*Work order*: Every line of the listing should be repeated exactly.

*Information shown*:
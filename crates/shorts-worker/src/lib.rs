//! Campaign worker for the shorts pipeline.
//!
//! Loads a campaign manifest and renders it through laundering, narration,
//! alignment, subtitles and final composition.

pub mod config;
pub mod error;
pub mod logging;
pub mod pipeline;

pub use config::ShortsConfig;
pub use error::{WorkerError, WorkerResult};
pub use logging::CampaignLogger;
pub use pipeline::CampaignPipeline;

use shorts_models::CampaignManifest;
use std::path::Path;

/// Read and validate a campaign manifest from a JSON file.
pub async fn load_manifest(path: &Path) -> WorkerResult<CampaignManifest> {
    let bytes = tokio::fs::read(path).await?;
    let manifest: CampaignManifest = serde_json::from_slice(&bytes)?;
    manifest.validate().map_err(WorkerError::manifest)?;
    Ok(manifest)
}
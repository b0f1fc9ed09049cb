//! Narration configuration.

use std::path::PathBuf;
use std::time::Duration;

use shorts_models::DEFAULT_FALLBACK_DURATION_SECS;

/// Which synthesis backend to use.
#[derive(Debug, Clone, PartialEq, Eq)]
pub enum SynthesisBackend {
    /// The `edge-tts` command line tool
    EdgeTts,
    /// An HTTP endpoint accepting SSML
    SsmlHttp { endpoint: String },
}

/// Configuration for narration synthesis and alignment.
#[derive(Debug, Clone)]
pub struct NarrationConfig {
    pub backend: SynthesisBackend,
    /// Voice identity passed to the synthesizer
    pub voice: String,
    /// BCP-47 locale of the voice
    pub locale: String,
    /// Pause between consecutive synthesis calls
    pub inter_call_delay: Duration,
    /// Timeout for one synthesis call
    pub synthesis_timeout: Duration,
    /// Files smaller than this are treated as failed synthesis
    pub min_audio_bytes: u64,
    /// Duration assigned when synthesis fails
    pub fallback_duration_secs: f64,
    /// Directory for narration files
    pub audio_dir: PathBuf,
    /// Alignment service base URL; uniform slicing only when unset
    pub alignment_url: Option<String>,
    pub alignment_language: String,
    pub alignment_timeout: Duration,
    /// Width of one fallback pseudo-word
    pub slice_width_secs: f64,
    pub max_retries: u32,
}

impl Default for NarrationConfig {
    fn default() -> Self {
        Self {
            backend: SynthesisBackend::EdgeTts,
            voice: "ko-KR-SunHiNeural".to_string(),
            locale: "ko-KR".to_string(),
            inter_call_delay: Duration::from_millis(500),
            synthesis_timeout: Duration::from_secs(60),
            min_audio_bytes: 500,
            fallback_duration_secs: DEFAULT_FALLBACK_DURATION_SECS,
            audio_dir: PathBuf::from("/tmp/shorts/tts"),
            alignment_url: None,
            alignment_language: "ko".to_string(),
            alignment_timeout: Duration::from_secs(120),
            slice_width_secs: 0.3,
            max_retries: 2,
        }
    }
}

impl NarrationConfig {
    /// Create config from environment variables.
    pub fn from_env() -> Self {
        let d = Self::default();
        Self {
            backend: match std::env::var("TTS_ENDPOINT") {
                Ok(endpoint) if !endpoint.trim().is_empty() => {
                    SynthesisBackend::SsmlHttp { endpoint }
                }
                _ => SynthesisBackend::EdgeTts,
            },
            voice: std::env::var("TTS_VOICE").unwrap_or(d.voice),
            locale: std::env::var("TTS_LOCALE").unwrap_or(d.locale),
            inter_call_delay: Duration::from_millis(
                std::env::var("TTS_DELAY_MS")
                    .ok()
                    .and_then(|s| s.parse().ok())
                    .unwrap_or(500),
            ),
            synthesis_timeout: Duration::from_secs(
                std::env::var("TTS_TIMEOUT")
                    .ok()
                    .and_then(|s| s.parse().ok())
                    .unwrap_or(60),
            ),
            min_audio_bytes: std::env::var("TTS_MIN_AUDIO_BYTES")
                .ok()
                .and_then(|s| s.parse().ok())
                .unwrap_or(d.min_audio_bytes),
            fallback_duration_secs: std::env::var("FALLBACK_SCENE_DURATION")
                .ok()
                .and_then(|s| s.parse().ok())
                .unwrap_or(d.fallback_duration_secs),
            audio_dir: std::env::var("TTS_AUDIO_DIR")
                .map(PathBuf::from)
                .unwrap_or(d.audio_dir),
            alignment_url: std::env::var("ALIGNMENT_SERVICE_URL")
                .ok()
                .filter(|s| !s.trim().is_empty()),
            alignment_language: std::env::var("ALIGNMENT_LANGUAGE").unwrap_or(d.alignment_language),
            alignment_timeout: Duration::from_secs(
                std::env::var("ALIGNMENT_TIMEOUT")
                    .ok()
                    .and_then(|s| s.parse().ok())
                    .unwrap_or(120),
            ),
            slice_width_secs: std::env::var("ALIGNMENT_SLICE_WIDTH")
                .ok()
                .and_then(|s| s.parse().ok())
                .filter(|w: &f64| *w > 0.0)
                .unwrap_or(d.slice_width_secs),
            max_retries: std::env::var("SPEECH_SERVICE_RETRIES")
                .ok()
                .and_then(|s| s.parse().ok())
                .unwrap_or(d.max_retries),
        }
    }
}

*Result*:
filename crates/shorts-worker/src/lib.rs
//! Campaign worker for the shorts pipeline.
//!
//! Loads a campaign manifest and renders it through laundering, narration,
//! alignment, subtitles and final composition.

pub mod config;
pub mod error;
pub mod logging;
pub mod pipeline;

pub use config::ShortsConfig;
pub use error::{WorkerError, WorkerResult};
pub use logging::CampaignLogger;
pub use pipeline::CampaignPipeline;

use shorts_models::CampaignManifest;
use std::path::Path;

/// Read and validate a campaign manifest from a JSON file.
pub async fn load_manifest(path: &Path) -> WorkerResult<CampaignManifest> {
    let bytes = tokio::fs::read(path).await?;
    let manifest: CampaignManifest = serde_json::from_slice(&bytes)?;
    manifest.validate().map_err(WorkerError::manifest)?;
    Ok(manifest)
}
repository b0f1fc9ed09049cb
//! Narration configuration.

use std::path::PathBuf;
use std::time::Duration;

use shorts_models::DEFAULT_FALLBACK_DURATION_SECS;

/// Which synthesis backend to use.
#[derive(Debug, Clone, PartialEq, Eq)]
pub enum SynthesisBackend {
    /// The `edge-tts` command line tool
    EdgeTts,
    /// An HTTP endpoint accepting SSML
    SsmlHttp { endpoint: String },
}

/// Configuration for narration synthesis and alignment.
#[derive(Debug, Clone)]
pub struct NarrationConfig {
    pub backend: SynthesisBackend,
    /// Voice identity passed to the synthesizer
    pub voice: String,
    /// BCP-47 locale of the voice
    pub locale: String,
    /// Pause between consecutive synthesis calls
    pub inter_call_delay: Duration,
    /// Timeout for one synthesis call
    pub synthesis_timeout: Duration,
    /// Files smaller than this are treated as failed synthesis
    pub min_audio_bytes: u64,
    /// Duration assigned when synthesis fails
    pub fallback_duration_secs: f64,
    /// Directory for narration files
    pub audio_dir: PathBuf,
    /// Alignment service base URL; uniform slicing only when unset
    pub alignment_url: Option<String>,
    pub alignment_language: String,
    pub alignment_timeout: Duration,
    /// Width of one fallback pseudo-word
    pub slice_width_secs: f64,
    pub max_retries: u32,
}

impl Default for NarrationConfig {
    fn default() -> Self {
        Self {
            backend: SynthesisBackend::EdgeTts,
            voice: "ko-KR-SunHiNeural".to_string(),
            locale: "ko-KR".to_string(),
            inter_call_delay: Duration::from_millis(500),
            synthesis_timeout: Duration::from_secs(60),
            min_audio_bytes: 500,
            fallback_duration_secs: DEFAULT_FALLBACK_DURATION_SECS,
            audio_dir: PathBuf::from("/tmp/shorts/tts"),
            alignment_url: None,
            alignment_language: "ko".to_string(),
            alignment_timeout: Duration::from_secs(120),
            slice_width_secs: 0.3,
            max_retries: 2,
        }
    }
}

impl NarrationConfig {
    /// Create config from environment variables.
    pub fn from_env() -> Self {
        let d = Self::default();
        Self {
            backend: match std::env::var("TTS_ENDPOINT") {
                Ok(endpoint) if !endpoint.trim().is_empty() => {
                    SynthesisBackend::SsmlHttp { endpoint }
                }
                _ => SynthesisBackend::EdgeTts,
            },
            voice: std::env::var("TTS_VOICE").unwrap_or(d.voice),
            locale: std::env::var("TTS_LOCALE").unwrap_or(d.locale),
            inter_call_delay: Duration::from_millis(
                std::env::var("TTS_DELAY_MS")
                    .ok()
                    .and_then(|s| s.parse().ok())
                    .unwrap_or(500),
            ),
            synthesis_timeout: Duration::from_secs(
                std::env::var("TTS_TIMEOUT")
                    .ok()
                    .and_then(|s| s.parse().ok())
                    .unwrap_or(60),
            ),
            min_audio_bytes: std::env::var("TTS_MIN_AUDIO_BYTES")
                .ok()
                .and_then(|s| s.parse().ok())
                .unwrap_or(d.min_audio_bytes),
            fallback_duration_secs: std::env::var("FALLBACK_SCENE_DURATION")
                .ok()
                .and_then(|s| s.parse().ok())
                .unwrap_or(d.fallback_duration_secs),
            audio_dir: std::env::var("TTS_AUDIO_DIR")
                .map(PathBuf::from)
                .unwrap_or(d.audio_dir),
            alignment_url: std::env::var("ALIGNMENT_SERVICE_URL")
                .ok()
                .filter(|s| !s.trim().is_empty()),
            alignment_language: std::env::var("ALIGNMENT_LANGUAGE").unwrap_or(d.alignment_language),
            alignment_timeout: Duration::from_secs(
                std::env::var("ALIGNMENT_TIMEOUT")
                    .ok()
                    .and_then(|s| s.parse().ok())
                    .unwrap_or(120),
            ),
            slice_width_secs: std::env::var("ALIGNMENT_SLICE_WIDTH")
                .ok()
                .and_then(|s| s.parse().ok())
                .filter(|w: &f64| *w > 0.0)
                .unwrap_or(d.slice_width_secs),
            max_retries: std::env::var("SPEECH_SERVICE_RETRIES")
                .ok()
                .and_then(|s| s.parse().ok())
                .unwrap_or(d.max_retries),
        }
    }
}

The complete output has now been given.